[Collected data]
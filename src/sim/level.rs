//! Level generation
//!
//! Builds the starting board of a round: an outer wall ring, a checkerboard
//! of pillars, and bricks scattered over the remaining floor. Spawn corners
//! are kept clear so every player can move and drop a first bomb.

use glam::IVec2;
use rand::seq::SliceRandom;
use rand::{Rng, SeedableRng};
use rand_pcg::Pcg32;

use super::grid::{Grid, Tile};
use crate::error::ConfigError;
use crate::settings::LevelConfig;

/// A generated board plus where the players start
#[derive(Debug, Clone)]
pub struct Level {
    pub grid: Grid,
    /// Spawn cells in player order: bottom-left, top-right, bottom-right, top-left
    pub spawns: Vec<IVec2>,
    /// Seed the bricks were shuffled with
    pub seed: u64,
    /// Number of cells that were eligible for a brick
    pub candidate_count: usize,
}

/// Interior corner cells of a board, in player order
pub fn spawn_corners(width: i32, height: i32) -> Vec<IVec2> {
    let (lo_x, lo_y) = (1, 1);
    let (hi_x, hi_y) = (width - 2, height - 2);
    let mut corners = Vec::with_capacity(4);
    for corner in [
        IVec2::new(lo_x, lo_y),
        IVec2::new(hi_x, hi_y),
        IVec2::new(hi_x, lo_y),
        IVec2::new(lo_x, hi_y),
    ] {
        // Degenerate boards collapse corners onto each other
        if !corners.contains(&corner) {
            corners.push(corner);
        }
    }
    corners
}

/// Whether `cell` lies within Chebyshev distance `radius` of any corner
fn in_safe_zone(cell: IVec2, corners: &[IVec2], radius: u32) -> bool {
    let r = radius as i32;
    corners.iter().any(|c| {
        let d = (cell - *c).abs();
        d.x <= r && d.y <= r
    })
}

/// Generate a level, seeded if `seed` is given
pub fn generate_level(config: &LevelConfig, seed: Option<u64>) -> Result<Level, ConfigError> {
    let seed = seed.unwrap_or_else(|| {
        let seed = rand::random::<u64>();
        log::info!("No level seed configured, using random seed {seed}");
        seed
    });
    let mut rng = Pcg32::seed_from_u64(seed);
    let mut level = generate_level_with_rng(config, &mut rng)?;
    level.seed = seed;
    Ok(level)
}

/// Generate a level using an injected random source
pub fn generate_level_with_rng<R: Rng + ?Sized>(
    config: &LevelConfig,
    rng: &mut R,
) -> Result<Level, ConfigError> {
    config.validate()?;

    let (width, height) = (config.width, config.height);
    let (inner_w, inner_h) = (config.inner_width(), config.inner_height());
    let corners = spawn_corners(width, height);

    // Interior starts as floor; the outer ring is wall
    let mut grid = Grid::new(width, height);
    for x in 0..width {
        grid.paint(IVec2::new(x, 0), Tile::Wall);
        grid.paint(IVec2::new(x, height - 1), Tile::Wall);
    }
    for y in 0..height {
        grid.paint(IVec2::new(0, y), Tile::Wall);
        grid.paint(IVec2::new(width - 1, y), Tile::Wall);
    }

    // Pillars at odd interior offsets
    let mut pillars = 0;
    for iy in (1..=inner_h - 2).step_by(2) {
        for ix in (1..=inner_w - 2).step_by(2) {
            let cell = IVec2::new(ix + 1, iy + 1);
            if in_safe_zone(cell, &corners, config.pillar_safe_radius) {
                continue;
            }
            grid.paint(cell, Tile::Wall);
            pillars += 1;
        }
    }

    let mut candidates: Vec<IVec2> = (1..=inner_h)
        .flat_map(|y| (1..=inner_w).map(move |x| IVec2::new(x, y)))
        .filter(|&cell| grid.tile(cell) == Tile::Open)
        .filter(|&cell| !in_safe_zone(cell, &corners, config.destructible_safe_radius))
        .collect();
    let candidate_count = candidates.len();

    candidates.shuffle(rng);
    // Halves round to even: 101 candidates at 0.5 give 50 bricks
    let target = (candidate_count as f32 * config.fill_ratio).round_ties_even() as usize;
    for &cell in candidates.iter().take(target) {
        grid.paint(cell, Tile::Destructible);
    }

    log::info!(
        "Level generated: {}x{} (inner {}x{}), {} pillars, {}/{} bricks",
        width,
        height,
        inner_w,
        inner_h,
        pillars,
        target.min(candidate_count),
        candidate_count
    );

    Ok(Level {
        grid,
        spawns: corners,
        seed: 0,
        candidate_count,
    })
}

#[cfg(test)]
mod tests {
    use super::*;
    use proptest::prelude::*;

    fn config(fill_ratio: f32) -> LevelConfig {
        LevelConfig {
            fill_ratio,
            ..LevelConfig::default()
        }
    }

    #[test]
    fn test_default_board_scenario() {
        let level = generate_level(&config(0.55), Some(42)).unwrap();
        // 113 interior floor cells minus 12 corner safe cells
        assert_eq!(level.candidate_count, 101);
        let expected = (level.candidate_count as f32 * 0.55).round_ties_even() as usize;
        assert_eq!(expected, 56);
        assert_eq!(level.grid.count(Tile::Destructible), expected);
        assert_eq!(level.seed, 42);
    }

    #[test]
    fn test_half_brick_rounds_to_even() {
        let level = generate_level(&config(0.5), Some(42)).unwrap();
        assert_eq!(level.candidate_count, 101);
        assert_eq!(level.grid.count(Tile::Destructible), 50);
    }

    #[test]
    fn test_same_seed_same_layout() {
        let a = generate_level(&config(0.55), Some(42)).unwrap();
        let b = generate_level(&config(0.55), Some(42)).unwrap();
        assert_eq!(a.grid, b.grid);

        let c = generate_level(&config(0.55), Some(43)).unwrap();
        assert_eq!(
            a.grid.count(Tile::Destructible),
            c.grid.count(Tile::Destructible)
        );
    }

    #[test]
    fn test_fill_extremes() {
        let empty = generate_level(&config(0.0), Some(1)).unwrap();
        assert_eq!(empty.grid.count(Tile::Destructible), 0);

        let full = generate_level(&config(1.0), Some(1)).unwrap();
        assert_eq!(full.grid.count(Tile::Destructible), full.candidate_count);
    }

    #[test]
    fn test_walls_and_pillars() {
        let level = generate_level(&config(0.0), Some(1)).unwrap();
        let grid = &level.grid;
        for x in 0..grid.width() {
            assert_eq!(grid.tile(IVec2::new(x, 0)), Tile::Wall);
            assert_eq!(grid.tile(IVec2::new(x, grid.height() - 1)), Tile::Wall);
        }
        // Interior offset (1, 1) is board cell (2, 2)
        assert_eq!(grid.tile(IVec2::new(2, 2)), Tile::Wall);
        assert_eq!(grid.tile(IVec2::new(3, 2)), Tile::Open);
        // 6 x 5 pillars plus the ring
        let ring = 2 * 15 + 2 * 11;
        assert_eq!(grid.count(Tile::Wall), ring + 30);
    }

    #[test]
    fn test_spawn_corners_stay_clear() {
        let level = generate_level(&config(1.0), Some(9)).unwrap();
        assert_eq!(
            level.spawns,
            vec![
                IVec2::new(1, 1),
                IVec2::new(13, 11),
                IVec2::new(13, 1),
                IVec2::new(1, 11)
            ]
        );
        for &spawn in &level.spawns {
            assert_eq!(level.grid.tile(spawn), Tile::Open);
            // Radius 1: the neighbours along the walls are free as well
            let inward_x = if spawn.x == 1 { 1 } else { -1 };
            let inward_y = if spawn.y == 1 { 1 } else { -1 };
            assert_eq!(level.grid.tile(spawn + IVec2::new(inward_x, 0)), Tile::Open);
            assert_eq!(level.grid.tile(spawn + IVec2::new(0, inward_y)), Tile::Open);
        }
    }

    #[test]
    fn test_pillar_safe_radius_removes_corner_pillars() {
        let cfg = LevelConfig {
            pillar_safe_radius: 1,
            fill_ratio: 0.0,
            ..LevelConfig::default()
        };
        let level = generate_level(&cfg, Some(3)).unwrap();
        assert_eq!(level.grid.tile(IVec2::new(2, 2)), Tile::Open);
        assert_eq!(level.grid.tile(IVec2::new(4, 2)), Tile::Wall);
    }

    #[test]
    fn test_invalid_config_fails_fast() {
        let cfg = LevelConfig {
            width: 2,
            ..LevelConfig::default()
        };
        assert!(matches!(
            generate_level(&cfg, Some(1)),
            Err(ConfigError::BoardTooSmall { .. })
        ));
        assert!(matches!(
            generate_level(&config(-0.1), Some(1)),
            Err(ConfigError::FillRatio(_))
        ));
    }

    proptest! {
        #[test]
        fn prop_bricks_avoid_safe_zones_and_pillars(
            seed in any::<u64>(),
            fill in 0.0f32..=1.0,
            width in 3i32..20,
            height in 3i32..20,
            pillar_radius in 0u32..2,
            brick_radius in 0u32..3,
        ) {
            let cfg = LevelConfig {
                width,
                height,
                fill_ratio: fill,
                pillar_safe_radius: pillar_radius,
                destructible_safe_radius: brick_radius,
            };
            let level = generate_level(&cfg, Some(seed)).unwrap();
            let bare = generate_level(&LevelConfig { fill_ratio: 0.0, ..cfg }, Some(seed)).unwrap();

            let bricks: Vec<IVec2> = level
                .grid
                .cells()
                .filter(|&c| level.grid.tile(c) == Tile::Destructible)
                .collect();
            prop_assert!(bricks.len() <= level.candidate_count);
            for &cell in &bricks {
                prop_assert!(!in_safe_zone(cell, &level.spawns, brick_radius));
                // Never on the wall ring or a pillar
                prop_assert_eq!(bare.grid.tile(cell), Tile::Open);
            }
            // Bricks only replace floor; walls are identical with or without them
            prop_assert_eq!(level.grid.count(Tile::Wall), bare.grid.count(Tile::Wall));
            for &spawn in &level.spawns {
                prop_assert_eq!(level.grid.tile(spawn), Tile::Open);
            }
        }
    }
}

==

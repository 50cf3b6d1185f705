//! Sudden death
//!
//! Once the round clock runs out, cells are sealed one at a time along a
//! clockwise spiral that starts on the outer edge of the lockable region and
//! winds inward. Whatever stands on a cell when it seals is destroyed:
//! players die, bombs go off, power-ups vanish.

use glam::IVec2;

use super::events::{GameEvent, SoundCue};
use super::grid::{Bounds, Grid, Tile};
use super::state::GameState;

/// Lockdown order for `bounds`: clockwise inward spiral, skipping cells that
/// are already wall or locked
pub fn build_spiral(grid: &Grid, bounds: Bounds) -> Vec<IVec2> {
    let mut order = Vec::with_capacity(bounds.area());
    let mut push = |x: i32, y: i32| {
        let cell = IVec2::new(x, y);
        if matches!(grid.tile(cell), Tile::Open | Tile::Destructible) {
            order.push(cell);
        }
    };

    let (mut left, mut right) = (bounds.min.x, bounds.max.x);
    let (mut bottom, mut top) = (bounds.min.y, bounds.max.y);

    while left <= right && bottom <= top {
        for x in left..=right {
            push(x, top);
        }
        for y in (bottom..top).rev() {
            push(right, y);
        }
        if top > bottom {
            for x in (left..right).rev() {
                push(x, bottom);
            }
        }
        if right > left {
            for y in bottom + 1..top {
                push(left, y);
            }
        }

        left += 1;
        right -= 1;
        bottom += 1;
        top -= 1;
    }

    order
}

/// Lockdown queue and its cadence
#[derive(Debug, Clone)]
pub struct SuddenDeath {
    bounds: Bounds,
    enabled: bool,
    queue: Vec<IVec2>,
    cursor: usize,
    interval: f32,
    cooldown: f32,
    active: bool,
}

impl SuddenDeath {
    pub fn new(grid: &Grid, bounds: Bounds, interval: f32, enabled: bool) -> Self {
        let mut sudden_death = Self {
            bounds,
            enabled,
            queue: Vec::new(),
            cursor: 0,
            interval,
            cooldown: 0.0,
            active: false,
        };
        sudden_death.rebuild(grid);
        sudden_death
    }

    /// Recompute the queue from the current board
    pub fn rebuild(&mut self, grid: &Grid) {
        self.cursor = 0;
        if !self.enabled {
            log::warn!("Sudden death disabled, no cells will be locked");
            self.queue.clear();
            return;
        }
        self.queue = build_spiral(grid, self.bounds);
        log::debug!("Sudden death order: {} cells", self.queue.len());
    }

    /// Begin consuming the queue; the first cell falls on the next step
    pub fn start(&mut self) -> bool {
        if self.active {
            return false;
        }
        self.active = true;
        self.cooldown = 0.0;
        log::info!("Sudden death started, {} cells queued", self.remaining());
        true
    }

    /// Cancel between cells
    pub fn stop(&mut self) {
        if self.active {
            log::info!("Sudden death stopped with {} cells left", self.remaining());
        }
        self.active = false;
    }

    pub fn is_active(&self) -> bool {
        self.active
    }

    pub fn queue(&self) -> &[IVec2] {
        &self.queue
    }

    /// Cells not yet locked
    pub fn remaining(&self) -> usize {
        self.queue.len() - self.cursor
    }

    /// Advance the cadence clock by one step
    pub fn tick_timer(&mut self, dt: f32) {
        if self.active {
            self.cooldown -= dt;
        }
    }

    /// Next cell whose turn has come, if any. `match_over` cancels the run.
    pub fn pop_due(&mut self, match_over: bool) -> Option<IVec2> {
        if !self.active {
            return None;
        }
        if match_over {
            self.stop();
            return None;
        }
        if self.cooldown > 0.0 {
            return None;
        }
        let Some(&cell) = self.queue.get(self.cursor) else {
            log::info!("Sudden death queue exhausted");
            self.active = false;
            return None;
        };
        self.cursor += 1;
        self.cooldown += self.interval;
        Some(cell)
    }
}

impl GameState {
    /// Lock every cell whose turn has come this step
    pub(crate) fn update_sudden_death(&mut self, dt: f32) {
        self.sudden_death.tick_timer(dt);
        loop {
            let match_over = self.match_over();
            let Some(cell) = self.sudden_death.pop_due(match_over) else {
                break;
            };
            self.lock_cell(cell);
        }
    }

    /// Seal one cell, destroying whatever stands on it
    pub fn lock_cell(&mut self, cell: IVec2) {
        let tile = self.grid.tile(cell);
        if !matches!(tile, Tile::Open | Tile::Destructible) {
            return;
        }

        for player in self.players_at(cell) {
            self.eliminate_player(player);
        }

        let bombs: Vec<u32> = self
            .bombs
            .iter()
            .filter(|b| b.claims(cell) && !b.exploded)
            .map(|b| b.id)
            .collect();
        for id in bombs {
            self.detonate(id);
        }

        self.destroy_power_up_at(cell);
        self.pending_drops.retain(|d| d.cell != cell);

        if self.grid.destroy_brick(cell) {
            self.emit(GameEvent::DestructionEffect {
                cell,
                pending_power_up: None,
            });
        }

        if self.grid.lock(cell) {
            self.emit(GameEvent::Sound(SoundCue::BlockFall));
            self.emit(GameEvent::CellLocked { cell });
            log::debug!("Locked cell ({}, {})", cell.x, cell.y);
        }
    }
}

--

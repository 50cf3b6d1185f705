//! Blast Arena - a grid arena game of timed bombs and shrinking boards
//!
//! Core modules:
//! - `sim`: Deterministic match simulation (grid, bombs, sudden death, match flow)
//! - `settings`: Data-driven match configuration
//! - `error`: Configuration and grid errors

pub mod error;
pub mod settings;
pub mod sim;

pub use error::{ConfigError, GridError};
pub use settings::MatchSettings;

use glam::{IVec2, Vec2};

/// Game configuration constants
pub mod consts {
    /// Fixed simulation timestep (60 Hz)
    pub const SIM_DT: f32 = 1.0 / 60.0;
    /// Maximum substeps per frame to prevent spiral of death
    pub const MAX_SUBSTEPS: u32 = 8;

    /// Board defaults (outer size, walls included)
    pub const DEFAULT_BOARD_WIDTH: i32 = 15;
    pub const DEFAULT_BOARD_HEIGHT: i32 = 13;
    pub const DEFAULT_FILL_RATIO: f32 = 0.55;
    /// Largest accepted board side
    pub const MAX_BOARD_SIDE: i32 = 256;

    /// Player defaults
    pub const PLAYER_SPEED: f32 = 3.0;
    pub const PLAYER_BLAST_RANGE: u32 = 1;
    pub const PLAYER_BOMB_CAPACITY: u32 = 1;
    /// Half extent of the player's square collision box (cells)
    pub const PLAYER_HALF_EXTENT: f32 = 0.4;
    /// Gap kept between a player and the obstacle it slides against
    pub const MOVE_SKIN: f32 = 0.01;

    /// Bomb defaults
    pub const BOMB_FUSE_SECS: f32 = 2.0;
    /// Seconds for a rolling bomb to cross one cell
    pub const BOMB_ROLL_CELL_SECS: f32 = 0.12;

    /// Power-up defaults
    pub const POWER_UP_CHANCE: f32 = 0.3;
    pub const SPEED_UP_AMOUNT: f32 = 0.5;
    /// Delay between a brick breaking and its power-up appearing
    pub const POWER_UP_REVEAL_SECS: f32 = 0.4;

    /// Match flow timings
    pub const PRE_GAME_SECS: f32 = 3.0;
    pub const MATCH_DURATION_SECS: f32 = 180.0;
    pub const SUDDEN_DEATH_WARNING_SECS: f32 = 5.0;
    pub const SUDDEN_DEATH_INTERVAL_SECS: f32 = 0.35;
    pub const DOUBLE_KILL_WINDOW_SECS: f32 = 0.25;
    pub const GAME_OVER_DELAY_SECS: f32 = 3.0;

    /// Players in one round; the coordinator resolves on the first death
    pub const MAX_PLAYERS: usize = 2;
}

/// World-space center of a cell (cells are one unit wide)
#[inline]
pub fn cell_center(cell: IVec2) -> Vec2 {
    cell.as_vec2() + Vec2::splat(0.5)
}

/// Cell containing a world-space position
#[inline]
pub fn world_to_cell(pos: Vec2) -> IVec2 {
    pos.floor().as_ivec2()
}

### Aim of the task
When you find a line in the records that contains the word "bottom", copy it.

### Completed exercise
    /// Spawn cells in player order: bottom-left, top-right, bottom-right, top-left
    let (mut bottom, mut top) = (bounds.min.y, bounds.max.y);
    while left <= right && bottom <= top {
        for y in (bottom..top).rev() {
        if top > bottom {
                push(x, bottom);
            for y in bottom + 1..top {
        bottom += 1;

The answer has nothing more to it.